Diesen Ausführungen ist schon im Interesse klarer Begrifflichkeit zuzustimmen. Nicht ausgeschlossen hat das Bundesverfassungsgericht allerdings die Möglichkeit, dass die im Bereich der EU erörterte Einführung eines Kommunalwahlrechts für Ausländer „Gegenstand einer nach Art. 79 Abs. 3 GG zulässigen Verfassungsänderung sein kann“.7 Mit dem Vertrag von Maastricht fand das kommunale Wahlrecht für Unionsbürger Eingang in das europäische Primärrecht (Art. 22 AEUV). Dem trug der verfassungsändernde Gesetzgeber durch Ergänzung des Art. 28 Abs. 1 Satz 3 Rechnung.8 Inzwischen hat das sog. Zuwanderungsgesetz9 den Erwerb der deutschen Staatsangehörigkeit für die Kinder von dauerhaft in Deutschland lebenden Ausländern erheblich erleichtert (insbes. § 29 StAG).
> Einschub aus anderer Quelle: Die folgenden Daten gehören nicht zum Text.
/// Enrollments of students in sessions
///
/// `(session_id, student_id)` is unique (`enrollments_session_student_key`),
/// which is what turns a double enrollment into a 409.

use chrono::{DateTime, Utc};
use serde::{Deserialize, Serialize};
use sqlx::{PgExecutor, PgPool};
use uuid::Uuid;

use super::session::SessionStatus;

#[derive(Debug, Clone, Serialize, Deserialize, sqlx::FromRow)]
pub struct Enrollment {
    pub id: Uuid,
    pub session_id: Uuid,
    pub student_id: Uuid,
    pub created_at: DateTime<Utc>,
}

/// Enrollment joined with its session, for "my sessions"
#[derive(Debug, Clone, Serialize, Deserialize, sqlx::FromRow)]
pub struct EnrollmentView {
    pub id: Uuid,
    pub session_id: Uuid,
    pub session_title: String,
    pub teacher_id: Uuid,
    pub scheduled_at: DateTime<Utc>,
    pub duration_minutes: i32,
    pub meeting_url: Option<String>,
    pub status: SessionStatus,
    pub enrolled_at: DateTime<Utc>,
}

/// One line of a session roster
#[derive(Debug, Clone, Serialize, Deserialize, sqlx::FromRow)]
pub struct RosterEntry {
    pub student_id: Uuid,
    pub full_name: String,
    pub avatar_url: Option<String>,
    pub enrolled_at: DateTime<Utc>,
}

impl Enrollment {
    pub async fn insert(
        executor: impl PgExecutor<'_>,
        session_id: Uuid,
        student_id: Uuid,
    ) -> Result<Self, sqlx::Error> {
        sqlx::query_as::<_, Enrollment>(
            r#"
            INSERT INTO enrollments (session_id, student_id)
            VALUES ($1, $2)
            RETURNING id, session_id, student_id, created_at
            "#,
        )
        .bind(session_id)
        .bind(student_id)
        .fetch_one(executor)
        .await
    }

    /// Removes an enrollment; returns false if there was none
    pub async fn delete(
        executor: impl PgExecutor<'_>,
        session_id: Uuid,
        student_id: Uuid,
    ) -> Result<bool, sqlx::Error> {
        let result = sqlx::query("DELETE FROM enrollments WHERE session_id = $1 AND student_id = $2")
            .bind(session_id)
            .bind(student_id)
            .execute(executor)
            .await?;

        Ok(result.rows_affected() > 0)
    }

    pub async fn count_for_session(
        executor: impl PgExecutor<'_>,
        session_id: Uuid,
    ) -> Result<i64, sqlx::Error> {
        sqlx::query_scalar::<_, i64>("SELECT COUNT(*) FROM enrollments WHERE session_id = $1")
            .bind(session_id)
            .fetch_one(executor)
            .await
    }

    pub async fn exists(
        pool: &PgPool,
        session_id: Uuid,
        student_id: Uuid,
    ) -> Result<bool, sqlx::Error> {
        sqlx::query_scalar::<_, bool>(
            "SELECT EXISTS (SELECT 1 FROM enrollments WHERE session_id = $1 AND student_id = $2)",
        )
        .bind(session_id)
        .bind(student_id)
        .fetch_one(pool)
        .await
    }

    pub async fn list_for_student(
        pool: &PgPool,
        student_id: Uuid,
    ) -> Result<Vec<EnrollmentView>, sqlx::Error> {
        sqlx::query_as::<_, EnrollmentView>(
            r#"
            SELECT e.id, e.session_id, s.title AS session_title, s.teacher_id, s.scheduled_at,
                   s.duration_minutes, s.meeting_url, s.status, e.created_at AS enrolled_at
            FROM enrollments e
            JOIN sessions s ON s.id = e.session_id
            WHERE e.student_id = $1
            ORDER BY s.scheduled_at DESC
            "#,
        )
        .bind(student_id)
        .fetch_all(pool)
        .await
    }

    pub async fn roster(pool: &PgPool, session_id: Uuid) -> Result<Vec<RosterEntry>, sqlx::Error> {
        sqlx::query_as::<_, RosterEntry>(
            r#"
            SELECT p.id AS student_id, p.full_name, p.avatar_url, e.created_at AS enrolled_at
            FROM enrollments e
            JOIN profiles p ON p.id = e.student_id
            WHERE e.session_id = $1
            ORDER BY e.created_at ASC
            "#,
        )
        .bind(session_id)
        .fetch_all(pool)
        .await
    }

    pub async fn student_ids(pool: &PgPool, session_id: Uuid) -> Result<Vec<Uuid>, sqlx::Error> {
        sqlx::query_scalar::<_, Uuid>("SELECT student_id FROM enrollments WHERE session_id = $1")
            .bind(session_id)
            .fetch_all(pool)
            .await
    }

    pub async fn count(pool: &PgPool) -> Result<i64, sqlx::Error> {
        sqlx::query_scalar::<_, i64>("SELECT COUNT(*) FROM enrollments")
            .fetch_one(pool)
            .await
    }

    /// Distinct students ever enrolled in any of the teacher's sessions
    pub async fn count_distinct_students_for_teacher(
        pool: &PgPool,
        teacher_id: Uuid,
    ) -> Result<i64, sqlx::Error> {
        sqlx::query_scalar::<_, i64>(
            r#"
            SELECT COUNT(DISTINCT e.student_id)
            FROM enrollments e
            JOIN sessions s ON s.id = e.session_id
            WHERE s.teacher_id = $1
            "#,
        )
        .bind(teacher_id)
        .fetch_one(pool)
        .await
    }
}
/// Teacher wallet endpoints
///
/// # Endpoints
///
/// - `GET /v1/wallet` - Totals and available balance
/// - `GET /v1/wallet/earnings` - Earnings ledger, newest first
/// - `GET /v1/wallet/withdrawals` - Caller's withdrawal requests
/// - `POST /v1/wallet/withdrawals` - Request a payout
/// - `GET /v1/admin/withdrawals` - Admin queue, filter `status`
/// - `POST /v1/admin/withdrawals/:id/status` - Admin moves a request
///   `pending → approved | rejected`, `approved → paid | rejected`
///
/// ```text
/// available = earned - (pending + approved + paid)
/// ```

use crate::{
    app::AppState,
    error::{ApiError, ApiResult},
    routes::{non_blank, Pagination},
};
use axum::{
    extract::{Path, Query, State},
    http::StatusCode,
    Extension, Json,
};
use peerlearn_shared::{
    auth::{
        authorization::{require_current_role, require_role},
        middleware::AuthContext,
    },
    models::{
        earning::TeacherEarning,
        notification::{CreateNotification, NotificationKind},
        role::AppRole,
        withdrawal::{CreateWithdrawal, WithdrawalRequest, WithdrawalStatus},
    },
    notify,
    wallet::{self, WalletSummary},
};
use serde::Deserialize;
use tracing::info;
use uuid::Uuid;
use validator::Validate;

#[derive(Debug, Deserialize, Validate)]
pub struct WithdrawalRequestBody {
    pub amount: i64,

    #[validate(length(min = 2, max = 50, message = "Method must be 2-50 characters"))]
    pub method: String,

    #[validate(length(
        min = 4,
        max = 1000,
        message = "Account details must be 4-1000 characters"
    ))]
    pub account_details: String,
}

#[derive(Debug, Default, Deserialize)]
pub struct WithdrawalQuery {
    pub status: Option<WithdrawalStatus>,
    pub limit: Option<i64>,
    pub offset: Option<i64>,
}

#[derive(Debug, Deserialize, Validate)]
pub struct WithdrawalStatusRequest {
    pub status: WithdrawalStatus,

    #[validate(length(max = 2000, message = "Notes must be at most 2000 characters"))]
    pub notes: Option<String>,
}

pub async fn get_summary(
    State(state): State<AppState>,
    Extension(auth): Extension<AuthContext>,
) -> ApiResult<Json<WalletSummary>> {
    require_role(&auth, AppRole::Teacher)?;
    Ok(Json(wallet::summary(&state.db, auth.user_id).await?))
}

pub async fn list_earnings(
    State(state): State<AppState>,
    Extension(auth): Extension<AuthContext>,
    Query(page): Query<Pagination>,
) -> ApiResult<Json<Vec<TeacherEarning>>> {
    require_role(&auth, AppRole::Teacher)?;
    Ok(Json(
        TeacherEarning::list_for_teacher(&state.db, auth.user_id, page.limit(), page.offset())
            .await?,
    ))
}

pub async fn list_my_withdrawals(
    State(state): State<AppState>,
    Extension(auth): Extension<AuthContext>,
) -> ApiResult<Json<Vec<WithdrawalRequest>>> {
    require_role(&auth, AppRole::Teacher)?;
    Ok(Json(
        WithdrawalRequest::list_for_teacher(&state.db, auth.user_id).await?,
    ))
}

/// Request a payout
///
/// # Errors
///
/// - `400 Bad Request`: Amount not positive or below `min_withdrawal`
/// - `409 Conflict`: Amount exceeds the available balance
pub async fn request_withdrawal(
    State(state): State<AppState>,
    Extension(auth): Extension<AuthContext>,
    Json(req): Json<WithdrawalRequestBody>,
) -> ApiResult<(StatusCode, Json<WithdrawalRequest>)> {
    require_role(&auth, AppRole::Teacher)?;
    req.validate()?;

    let request = wallet::request_withdrawal(
        &state.db,
        CreateWithdrawal {
            teacher_id: auth.user_id,
            amount: req.amount,
            method: req.method.trim().to_string(),
            account_details: req.account_details.trim().to_string(),
        },
    )
    .await?;

    Ok((StatusCode::CREATED, Json(request)))
}

pub async fn list_withdrawals(
    State(state): State<AppState>,
    Extension(auth): Extension<AuthContext>,
    Query(query): Query<WithdrawalQuery>,
) -> ApiResult<Json<Vec<WithdrawalRequest>>> {
    require_current_role(&state.db, auth.user_id, AppRole::Admin).await?;
    let page = Pagination {
        limit: query.limit,
        offset: query.offset,
    };

    Ok(Json(
        WithdrawalRequest::list(&state.db, query.status, page.limit(), page.offset()).await?,
    ))
}

pub async fn update_withdrawal_status(
    State(state): State<AppState>,
    Extension(auth): Extension<AuthContext>,
    Path(id): Path<Uuid>,
    Json(req): Json<WithdrawalStatusRequest>,
) -> ApiResult<Json<WithdrawalRequest>> {
    require_current_role(&state.db, auth.user_id, AppRole::Admin).await?;
    req.validate()?;

    let current = WithdrawalRequest::find_by_id(&state.db, id)
        .await?
        .ok_or_else(|| ApiError::NotFound("Withdrawal request not found".to_string()))?;

    if !current.status.can_transition_to(req.status) {
        return Err(ApiError::Conflict(format!(
            "Cannot move a {} withdrawal to {}",
            current.status.as_str(),
            req.status.as_str()
        )));
    }

    let updated = WithdrawalRequest::transition(
        &state.db,
        id,
        current.status,
        req.status,
        auth.user_id,
        non_blank(req.notes),
    )
    .await?
    .ok_or_else(|| ApiError::Conflict("Withdrawal status changed concurrently".to_string()))?;

    info!(
        withdrawal_id = %id,
        from = current.status.as_str(),
        to = updated.status.as_str(),
        admin = %auth.user_id,
        "Withdrawal status changed"
    );

    let mut notification = CreateNotification::new(
        updated.teacher_id,
        NotificationKind::WithdrawalUpdated,
        format!(
            "Your withdrawal of {} points is {}",
            updated.amount,
            updated.status.as_str()
        ),
    )
    .with_link("/wallet");
    if let Some(notes) = &updated.admin_notes {
        notification = notification.with_body(notes.clone());
    }
    notify::notify_logged(&state.db, &state.hub, notification).await;

    Ok(Json(updated))
}

#[cfg(test)]
mod tests {
    use super::*;

    #[test]
    fn test_withdrawal_body_validation() {
        let ok = WithdrawalRequestBody {
            amount: 150,
            method: "bank_transfer".to_string(),
            account_details: "IBAN DE89 3704 0044 0532 0130 00".to_string(),
        };
        assert!(ok.validate().is_ok());

        let bad = WithdrawalRequestBody {
            method: "x".to_string(),
            ..ok
        };
        assert!(bad.validate().is_err());
    }

    #[test]
    fn test_status_request_parses() {
        let req: WithdrawalStatusRequest =
            serde_json::from_str(r#"{"status": "paid"}"#).unwrap();
        assert_eq!(req.status, WithdrawalStatus::Paid);
        assert!(req.notes.is_none());
    }
}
90Nur noch von historischem Interesse sind die Probleme um die Zugehörigkeit zum deutschen Staatsvolk, die aus der Teilung Deutschlands hervorgingen. Im Fall Teso10 stellte sich die Frage, ob eine Einbürgerung in die DDR die Deutscheneigenschaft im Sinne des Art. 116 Abs. 1 GG begründen kann. Das Bundesverfassungsgericht leitete aus dem Wiedervereinigungsgebot in Verbindung mit Art. 116 Abs. 1 GG und dem Verbot der Entziehung der deutschen Staatsangehörigkeit gemäß Art. 16 Abs. 1 GG das „Gebot der Wahrung der Einheit der deutschen Staatsangehörigkeit“ ab, aus dem es sodann folgerte, dass dem Erwerb der Staatsbürgerschaft der DDR für die Rechtsordnung der Bundesrepublik in den Grenzen des ordre public11 die Rechtswirkung des Erwerbs der deutschen Staatsangehörigkeit beizumessen ist.

Rechtsprechung: BVerfGE 83, 37 – Ausländerwahlrecht Schleswig-Holstein; 83, 60 – Ausländerwahlrecht Hamburg.

Fallbearbeitungen: N. Grosche, Neue Wege in der Demokratie, JuS 2016, 239; N. Riedel, Das streitige Ausländerwahlrecht, JuS 1992, 941 (Kommunalwahlrecht für Unionsbürger); U. Spies, Das verwehrte Kommunalwahlrecht, JuS 1992, 1036.